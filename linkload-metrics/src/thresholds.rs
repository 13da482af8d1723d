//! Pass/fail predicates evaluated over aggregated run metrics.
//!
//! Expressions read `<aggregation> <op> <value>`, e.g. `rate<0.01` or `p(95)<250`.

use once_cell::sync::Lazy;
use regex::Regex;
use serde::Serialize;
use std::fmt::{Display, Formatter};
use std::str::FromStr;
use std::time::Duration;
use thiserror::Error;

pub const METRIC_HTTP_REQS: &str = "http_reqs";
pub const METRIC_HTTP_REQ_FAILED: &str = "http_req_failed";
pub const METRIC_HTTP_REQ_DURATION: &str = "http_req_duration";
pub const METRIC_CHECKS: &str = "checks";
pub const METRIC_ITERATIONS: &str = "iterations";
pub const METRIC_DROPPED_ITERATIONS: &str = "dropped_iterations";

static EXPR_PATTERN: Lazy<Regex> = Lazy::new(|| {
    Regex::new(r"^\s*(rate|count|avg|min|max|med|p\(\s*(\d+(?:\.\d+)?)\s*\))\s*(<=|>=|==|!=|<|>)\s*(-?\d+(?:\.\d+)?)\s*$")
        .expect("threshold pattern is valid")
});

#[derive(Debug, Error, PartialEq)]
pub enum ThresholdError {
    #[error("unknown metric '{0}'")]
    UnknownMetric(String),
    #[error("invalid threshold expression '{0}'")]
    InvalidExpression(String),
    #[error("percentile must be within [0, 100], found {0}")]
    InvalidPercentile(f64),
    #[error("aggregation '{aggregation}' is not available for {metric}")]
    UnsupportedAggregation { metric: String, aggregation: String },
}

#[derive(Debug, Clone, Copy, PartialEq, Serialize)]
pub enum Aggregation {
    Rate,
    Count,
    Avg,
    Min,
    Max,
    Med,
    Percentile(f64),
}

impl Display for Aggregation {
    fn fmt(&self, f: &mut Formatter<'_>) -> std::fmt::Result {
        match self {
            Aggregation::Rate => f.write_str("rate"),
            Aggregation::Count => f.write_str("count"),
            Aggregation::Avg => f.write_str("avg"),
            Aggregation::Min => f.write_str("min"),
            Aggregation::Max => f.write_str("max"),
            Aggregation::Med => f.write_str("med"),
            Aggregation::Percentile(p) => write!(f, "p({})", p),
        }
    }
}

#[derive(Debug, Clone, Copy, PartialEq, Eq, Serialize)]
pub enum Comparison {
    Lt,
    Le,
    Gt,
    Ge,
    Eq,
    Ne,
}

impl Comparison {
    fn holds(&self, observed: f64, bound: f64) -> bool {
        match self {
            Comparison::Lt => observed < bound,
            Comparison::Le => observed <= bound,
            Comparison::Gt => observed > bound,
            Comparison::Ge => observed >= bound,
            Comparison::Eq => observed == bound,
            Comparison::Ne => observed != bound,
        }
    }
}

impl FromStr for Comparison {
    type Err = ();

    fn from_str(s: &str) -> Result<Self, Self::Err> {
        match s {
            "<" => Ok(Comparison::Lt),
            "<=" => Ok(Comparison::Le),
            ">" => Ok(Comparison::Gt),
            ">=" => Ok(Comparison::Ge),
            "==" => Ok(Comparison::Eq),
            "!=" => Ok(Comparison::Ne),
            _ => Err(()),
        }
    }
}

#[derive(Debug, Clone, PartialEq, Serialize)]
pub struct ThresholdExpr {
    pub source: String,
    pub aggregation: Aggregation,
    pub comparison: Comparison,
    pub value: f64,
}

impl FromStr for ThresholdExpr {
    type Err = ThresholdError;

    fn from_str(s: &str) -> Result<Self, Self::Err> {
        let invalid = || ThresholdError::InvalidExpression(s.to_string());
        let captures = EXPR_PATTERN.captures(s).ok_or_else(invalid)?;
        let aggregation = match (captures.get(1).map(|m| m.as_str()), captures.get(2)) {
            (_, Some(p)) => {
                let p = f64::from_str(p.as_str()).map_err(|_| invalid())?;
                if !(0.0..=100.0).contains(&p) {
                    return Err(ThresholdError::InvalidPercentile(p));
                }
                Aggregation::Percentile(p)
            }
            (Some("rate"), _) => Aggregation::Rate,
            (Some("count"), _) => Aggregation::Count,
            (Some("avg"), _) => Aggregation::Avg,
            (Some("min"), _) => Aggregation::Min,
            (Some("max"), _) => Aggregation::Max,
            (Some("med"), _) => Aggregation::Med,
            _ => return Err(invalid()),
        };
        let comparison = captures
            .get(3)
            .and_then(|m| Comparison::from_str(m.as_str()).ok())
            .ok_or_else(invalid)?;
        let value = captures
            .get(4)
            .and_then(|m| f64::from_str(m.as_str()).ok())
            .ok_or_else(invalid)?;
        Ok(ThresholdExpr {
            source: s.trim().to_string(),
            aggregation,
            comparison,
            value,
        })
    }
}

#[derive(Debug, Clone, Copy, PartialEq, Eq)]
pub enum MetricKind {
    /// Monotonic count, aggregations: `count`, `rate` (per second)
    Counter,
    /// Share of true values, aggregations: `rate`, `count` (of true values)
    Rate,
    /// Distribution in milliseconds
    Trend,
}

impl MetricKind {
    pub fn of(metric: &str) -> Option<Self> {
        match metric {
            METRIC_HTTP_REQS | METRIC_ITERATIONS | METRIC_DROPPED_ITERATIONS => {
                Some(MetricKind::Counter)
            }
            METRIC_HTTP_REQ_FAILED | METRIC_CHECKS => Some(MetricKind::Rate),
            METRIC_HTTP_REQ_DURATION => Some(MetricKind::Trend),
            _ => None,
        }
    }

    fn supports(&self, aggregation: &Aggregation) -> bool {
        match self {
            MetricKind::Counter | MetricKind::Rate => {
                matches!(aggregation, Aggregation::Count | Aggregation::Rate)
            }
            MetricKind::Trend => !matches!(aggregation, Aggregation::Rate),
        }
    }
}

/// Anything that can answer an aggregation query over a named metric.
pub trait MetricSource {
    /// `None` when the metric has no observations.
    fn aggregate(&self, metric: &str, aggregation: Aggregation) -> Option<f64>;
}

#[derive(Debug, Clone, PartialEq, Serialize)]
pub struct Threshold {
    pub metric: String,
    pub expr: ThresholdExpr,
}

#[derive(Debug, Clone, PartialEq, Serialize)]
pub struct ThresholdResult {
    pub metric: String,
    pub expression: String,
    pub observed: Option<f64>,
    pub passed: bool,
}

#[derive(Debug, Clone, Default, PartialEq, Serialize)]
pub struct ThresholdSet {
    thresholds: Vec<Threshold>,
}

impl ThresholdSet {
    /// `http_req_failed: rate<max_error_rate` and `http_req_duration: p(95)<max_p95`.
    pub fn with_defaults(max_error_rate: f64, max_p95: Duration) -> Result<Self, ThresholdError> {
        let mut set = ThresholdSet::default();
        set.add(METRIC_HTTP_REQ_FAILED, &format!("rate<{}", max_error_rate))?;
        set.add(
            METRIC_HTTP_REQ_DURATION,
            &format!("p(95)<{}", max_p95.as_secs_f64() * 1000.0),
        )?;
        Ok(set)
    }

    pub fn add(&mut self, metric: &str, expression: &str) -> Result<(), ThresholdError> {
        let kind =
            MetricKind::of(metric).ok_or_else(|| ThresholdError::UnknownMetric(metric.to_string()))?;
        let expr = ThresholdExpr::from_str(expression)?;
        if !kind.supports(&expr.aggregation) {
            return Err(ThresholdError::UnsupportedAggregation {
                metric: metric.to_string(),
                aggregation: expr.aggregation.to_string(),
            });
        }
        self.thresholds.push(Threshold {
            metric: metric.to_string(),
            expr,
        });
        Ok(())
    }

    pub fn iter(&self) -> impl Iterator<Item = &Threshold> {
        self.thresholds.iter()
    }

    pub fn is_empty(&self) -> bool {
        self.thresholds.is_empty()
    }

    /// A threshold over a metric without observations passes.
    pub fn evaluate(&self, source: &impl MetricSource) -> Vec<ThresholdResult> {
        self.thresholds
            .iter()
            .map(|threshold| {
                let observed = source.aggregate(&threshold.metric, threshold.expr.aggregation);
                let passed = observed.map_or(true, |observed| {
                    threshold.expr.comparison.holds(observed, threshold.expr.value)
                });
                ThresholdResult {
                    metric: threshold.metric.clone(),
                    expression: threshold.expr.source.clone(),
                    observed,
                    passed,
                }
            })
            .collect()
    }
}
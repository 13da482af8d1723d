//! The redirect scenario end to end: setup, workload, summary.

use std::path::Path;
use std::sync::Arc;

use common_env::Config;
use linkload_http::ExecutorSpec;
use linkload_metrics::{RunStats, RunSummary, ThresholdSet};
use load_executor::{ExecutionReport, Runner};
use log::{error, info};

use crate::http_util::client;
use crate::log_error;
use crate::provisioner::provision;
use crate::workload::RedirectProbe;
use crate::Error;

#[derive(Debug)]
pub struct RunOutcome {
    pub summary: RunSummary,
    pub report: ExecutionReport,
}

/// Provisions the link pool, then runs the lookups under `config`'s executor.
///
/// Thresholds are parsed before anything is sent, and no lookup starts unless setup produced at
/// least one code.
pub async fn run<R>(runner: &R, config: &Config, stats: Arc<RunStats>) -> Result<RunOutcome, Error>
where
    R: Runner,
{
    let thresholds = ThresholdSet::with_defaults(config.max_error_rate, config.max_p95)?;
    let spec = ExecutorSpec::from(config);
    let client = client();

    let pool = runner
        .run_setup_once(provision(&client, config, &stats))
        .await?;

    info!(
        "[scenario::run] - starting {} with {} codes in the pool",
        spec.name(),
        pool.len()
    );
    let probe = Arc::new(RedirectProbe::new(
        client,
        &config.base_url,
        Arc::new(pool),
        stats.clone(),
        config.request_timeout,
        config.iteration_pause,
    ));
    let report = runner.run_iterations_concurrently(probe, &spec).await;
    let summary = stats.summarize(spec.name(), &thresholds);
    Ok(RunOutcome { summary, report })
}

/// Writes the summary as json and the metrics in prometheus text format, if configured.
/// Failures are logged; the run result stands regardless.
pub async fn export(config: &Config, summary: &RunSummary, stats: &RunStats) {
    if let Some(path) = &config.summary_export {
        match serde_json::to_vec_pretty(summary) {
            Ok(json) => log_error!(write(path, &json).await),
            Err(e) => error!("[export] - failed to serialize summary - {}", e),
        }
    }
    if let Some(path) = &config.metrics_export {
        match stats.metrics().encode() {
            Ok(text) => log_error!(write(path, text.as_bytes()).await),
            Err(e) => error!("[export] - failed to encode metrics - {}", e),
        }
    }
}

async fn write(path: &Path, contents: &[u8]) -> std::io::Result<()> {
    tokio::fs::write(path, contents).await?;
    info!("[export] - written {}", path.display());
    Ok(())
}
■ ■ ■ ■
State how many lines in the data include the string "UnsupportedAggregation". Nothing else belongs in the reply.

## Answer for this exercise
2